【性同一性障害】
性同一性障害は、英語の「Gender identity disoorder」を直訳した医学用語。頭文字をとって「GID」と略されることもある。「性同一性障害(GID)」は、性自認(こころの性)と生物学的性(からだの性)が一致していない状態にある「トランスジェンダー」の中でも、生物学的性に違和感や嫌悪感が強く、性別適合手術などの医療的処置を必要とする人の診断名。「Gender identity disoorder」を直訳した為、「障害」という名前が付いているが、実際は病気でも障害でもなく、多様な性の在り方のひとつである。
性同一性障害が起きる仕組みは未だ全ては解明されていないが、胎児期に何らかの原因で体の性別とは別の方向へ脳の性分化が進むと考えられている。

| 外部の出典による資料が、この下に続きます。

//! Pre-compile input checks.
//!
//! The compilers trust their input: a slider value is pasted verbatim, a date
//! string is handed to `dateutil` at run time. [`check_block`] is where an
//! editor or CLI finds out ahead of time that a block will compile to broken
//! or surprising Python.
//!
//! Errors mean the block should not be run as-is. Warnings flag variable names
//! that collide with Python keywords or built-ins, and values that are legal
//! but likely wrong.

use deepnote_core::model::metadata::{ButtonBehavior, SelectMetadata, SelectType, SliderMetadata, StringOrList};
use deepnote_core::model::{Block, BlockKind, BlockMetadata};
use deepnote_core::sanitize::validate_identifier;
use deepnote_core::validation::{
    validate_defined, validate_non_empty_array, validate_non_empty_string, validate_number_in_range,
    validate_one_of, ValidationResult,
};

use crate::blocks::input::{is_valid_date, is_valid_date_range_order, RelativeRange, MAX_CUSTOM_DAYS};
use crate::blocks::{image, visualization};

const NAME_FIELD: &str = "deepnote_variable_name";
const VALUE_FIELD: &str = "deepnote_variable_value";
const OPTIONS_FIELD: &str = "deepnote_variable_options";
const ALIGNMENT_FIELD: &str = "deepnote_img_alignment";

/// Check one block. Kinds without checkable inputs always succeed.
pub fn check_block(block: &Block) -> ValidationResult {
    let mut results = Vec::new();

    match (&block.kind, &block.metadata) {
        (BlockKind::InputText | BlockKind::InputTextarea | BlockKind::InputFile, Some(BlockMetadata::TextInput(m))) => {
            results.push(required_name(Some(m.deepnote_variable_name.as_str())));
        }
        (BlockKind::InputCheckbox, Some(BlockMetadata::Checkbox(m))) => {
            results.push(required_name(Some(m.deepnote_variable_name.as_str())));
        }
        (BlockKind::InputSelect, Some(BlockMetadata::Select(m))) => {
            results.push(required_name(Some(m.deepnote_variable_name.as_str())));
            results.push(check_select(m));
        }
        (BlockKind::InputSlider, Some(BlockMetadata::Slider(m))) => {
            results.push(required_name(Some(m.deepnote_variable_name.as_str())));
            results.push(check_slider(m));
        }
        (BlockKind::InputDate, Some(BlockMetadata::Date(m))) => {
            results.push(required_name(Some(m.deepnote_variable_name.as_str())));
            results.push(check_date(&m.deepnote_variable_value));
        }
        (BlockKind::InputDateRange, Some(BlockMetadata::DateRange(m))) => {
            results.push(required_name(Some(m.deepnote_variable_name.as_str())));
            results.push(check_date_range(&m.deepnote_variable_value));
        }
        (BlockKind::Sql, Some(BlockMetadata::Sql(m))) => {
            if let Some(name) = m.deepnote_variable_name.as_deref().filter(|n| !n.is_empty()) {
                results.push(name_warnings(name));
            }
        }
        (BlockKind::Button, Some(BlockMetadata::Button(m))) => {
            if m.deepnote_button_behavior == Some(ButtonBehavior::SetVariable) {
                results.push(required_name(m.deepnote_variable_name.as_deref()));
            }
        }
        (BlockKind::Visualization, Some(BlockMetadata::Visualization(m))) => {
            results.push(required_name(m.deepnote_variable_name.as_deref()));
            let spec = m.deepnote_visualization_spec.as_ref().filter(|s| visualization::is_present(s));
            results.push(validate_defined(spec, visualization::SPEC_FIELD).discard());
        }
        (BlockKind::Image, Some(BlockMetadata::Image(m))) => {
            if let Some(align) = m.deepnote_img_alignment.as_deref().filter(|a| !a.is_empty()) {
                results.push(check_alignment(align));
            }
        }
        (BlockKind::Visualization, None) => {
            results.push(required_name(None));
        }
        (BlockKind::InputDateRange, None) => {
            results.push(check_date_range(&StringOrList::default()));
        }
        _ => {}
    }

    ValidationResult::combine(results)
}

/// A non-empty name, plus keyword / built-in warnings for its sanitized form.
fn required_name(name: Option<&str>) -> ValidationResult {
    let present = validate_non_empty_string(name, NAME_FIELD);
    if let Some(n) = present.data.as_deref() {
        return name_warnings(n);
    }
    present.discard()
}

fn name_warnings(name: &str) -> ValidationResult {
    let v = validate_identifier(name);
    ValidationResult::success_with_warnings((), v.warnings)
}

fn check_select(m: &SelectMetadata) -> ValidationResult {
    if m.deepnote_variable_select_type == Some(SelectType::FromVariable) {
        return ValidationResult::ok();
    }
    let selected: Vec<&String> = match &m.deepnote_variable_value {
        StringOrList::One(v) if v.is_empty() => Vec::new(),
        StringOrList::One(v) => vec![v],
        StringOrList::Many(vs) => vs.iter().collect(),
    };
    if selected.is_empty() {
        return ValidationResult::ok();
    }

    let offered: Vec<&String> = m
        .deepnote_variable_options
        .iter()
        .chain(m.deepnote_variable_custom_options.iter())
        .flatten()
        .collect();
    let offered = validate_non_empty_array(Some(offered), OPTIONS_FIELD);
    let Some(known) = offered.data else {
        return ValidationResult::success_with_warnings((), offered.errors);
    };

    let warnings = selected
        .into_iter()
        .filter(|v| !known.contains(v))
        .map(|v| format!("{VALUE_FIELD} \"{v}\" is not one of the configured options"))
        .collect();
    ValidationResult::success_with_warnings((), warnings)
}

/// The image compiler drops alignments it does not know.
fn check_alignment(align: &str) -> ValidationResult {
    let r = validate_one_of(&align.to_ascii_lowercase(), image::ALIGNMENTS, ALIGNMENT_FIELD);
    ValidationResult::success_with_warnings((), r.errors)
}

fn check_slider(m: &SliderMetadata) -> ValidationResult {
    let raw = m.deepnote_variable_value.trim();
    let Ok(value) = raw.parse::<f64>() else {
        return ValidationResult::success_with_warnings(
            (),
            vec![format!("{VALUE_FIELD} \"{raw}\" is not a number")],
        );
    };

    match (m.deepnote_slider_min_value, m.deepnote_slider_max_value) {
        (Some(min), Some(max)) => {
            let range = validate_number_in_range(value, min, max, VALUE_FIELD);
            ValidationResult::success_with_warnings((), range.errors)
        }
        _ => ValidationResult::ok(),
    }
}

fn check_date(value: &str) -> ValidationResult {
    if is_valid_date(value) {
        ValidationResult::ok()
    } else {
        ValidationResult::failure(vec![format!(
            "{VALUE_FIELD} must be a date in YYYY-MM-DD format, got \"{value}\""
        )])
    }
}

fn check_date_range(value: &StringOrList) -> ValidationResult {
    let mut errors = Vec::new();
    match value {
        StringOrList::Many(values) if values.len() == 2 => {
            for v in values {
                if !is_valid_date(v) {
                    errors.push(format!("{VALUE_FIELD} must contain dates in YYYY-MM-DD format, got \"{v}\""));
                }
            }
            if errors.is_empty() && !is_valid_date_range_order(&values[0], &values[1]) {
                errors.push(format!(
                    "{VALUE_FIELD} start date {} is after end date {}",
                    values[0], values[1]
                ));
            }
        }
        StringOrList::Many(values) => {
            errors.push(format!(
                "{VALUE_FIELD} must contain exactly 2 dates, got {}",
                values.len()
            ));
        }
        StringOrList::One(token) => {
            if RelativeRange::parse(token).is_none() {
                errors.push(format!(
                    "{VALUE_FIELD} must be two dates, \"past7days\" or \"customDaysN\" with N between 1 and {MAX_CUSTOM_DAYS}, got \"{token}\""
                ));
            }
        }
    }

    if errors.is_empty() {
        ValidationResult::ok()
    } else {
        ValidationResult::failure(errors)
    }
}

現在でも性同一性障害は「親の育て方や環境によってなるもの」、または「後天的になるもの」と誤認されている事が多いが、性同一性障害は先天的なものであり、自分の意志や、環境、育て方によってなるものでも、誰かが「性自認」を変えられるものでもない。また、本人が好んでそうなっている訳でもない。
2019年に開かれたWHO(世界保健機関)の総会で、WHOの国際疾病分類最新版(ICD-11)より、性同一性障害は精神疾患から外れ「性の健康に関する状態」という分類になった。それに伴い「性同一性障害」も、「性別不合」または「Gender Incongruence(GI)」という診断名へ移行しつつある。